Verifying AWS DevOps Agent — Setup, Incident Investigation, and Chat in a Minimal Configuration
Table of Contents
Introduction
On March 31, 2026, AWS announced the general availability of AWS DevOps Agent. It's a "frontier agent" built on three pillars: autonomous incident investigation and resolution, proactive improvement recommendations, and on-demand SRE tasks. GA adds Azure and on-premises investigation support, custom skills for extensibility, a Triage Agent for duplicate ticket detection, and PagerDuty / Grafana integrations. Supported regions are us-east-1, us-west-2, ap-southeast-2, ap-northeast-1, eu-central-1, and eu-west-1.
Preview customers reported "up to 75% lower MTTR" and "hours to minutes" resolution times. Looking at the customer stories in the launch blog, WGU used Dynatrace integration, and Zenchef's investigation spanned ECS deployments and IAM configuration on an EC2 instance hosting GitHub — all results came from environments with multiple tool connections. Can a minimal configuration — single account with CloudWatch only — still deliver practical results? This article sets up DevOps Agent from scratch in the Tokyo region and verifies incident investigation and Chat capabilities. Official documentation: AWS DevOps Agent User Guide.
Prerequisites:
- AWS CLI v2 (verified with 2.34.21;
devops-agentsubcommand was not available in 2.34.16) - IAM role creation permissions, EC2/CloudWatch operation permissions
- Test region: ap-northeast-1 (Tokyo)
Pricing is per-second billing, and AWS Support customers receive monthly credits (Unified Operations: 100%, Enterprise: 75%, Business+: 30%). See the pricing page for details.
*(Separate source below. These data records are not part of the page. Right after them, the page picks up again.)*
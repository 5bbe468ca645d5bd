//! One resolved line of a panel script.
use serde::{Deserialize, Serialize};

use crate::language::Language;

/// A line of dialogue bound to the character who speaks it.
#[derive(Debug, Clone, PartialEq, Serialize, Deserialize)]
pub struct ScriptLine {
    pub character_id: String,
    pub character_name: String,
    pub language: Language,
    pub line: String,
    /// Reference sample the character's voice is cloned from.
    pub sample_file: String,
}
If you only want the results, skip to Summary.
Verification 1: Agent Space Setup and Topology Discovery
An Agent Space is a logical container that defines the tools and infrastructure DevOps Agent can access. DevOps Agent uses a dual-console architecture: administrators use the AWS Management Console to create Agent Spaces and configure integrations, while operators use a dedicated Web App (Operator App) for day-to-day incident investigation and Chat. Following the CLI onboarding guide, I executed everything from IAM role creation to Web App enablement.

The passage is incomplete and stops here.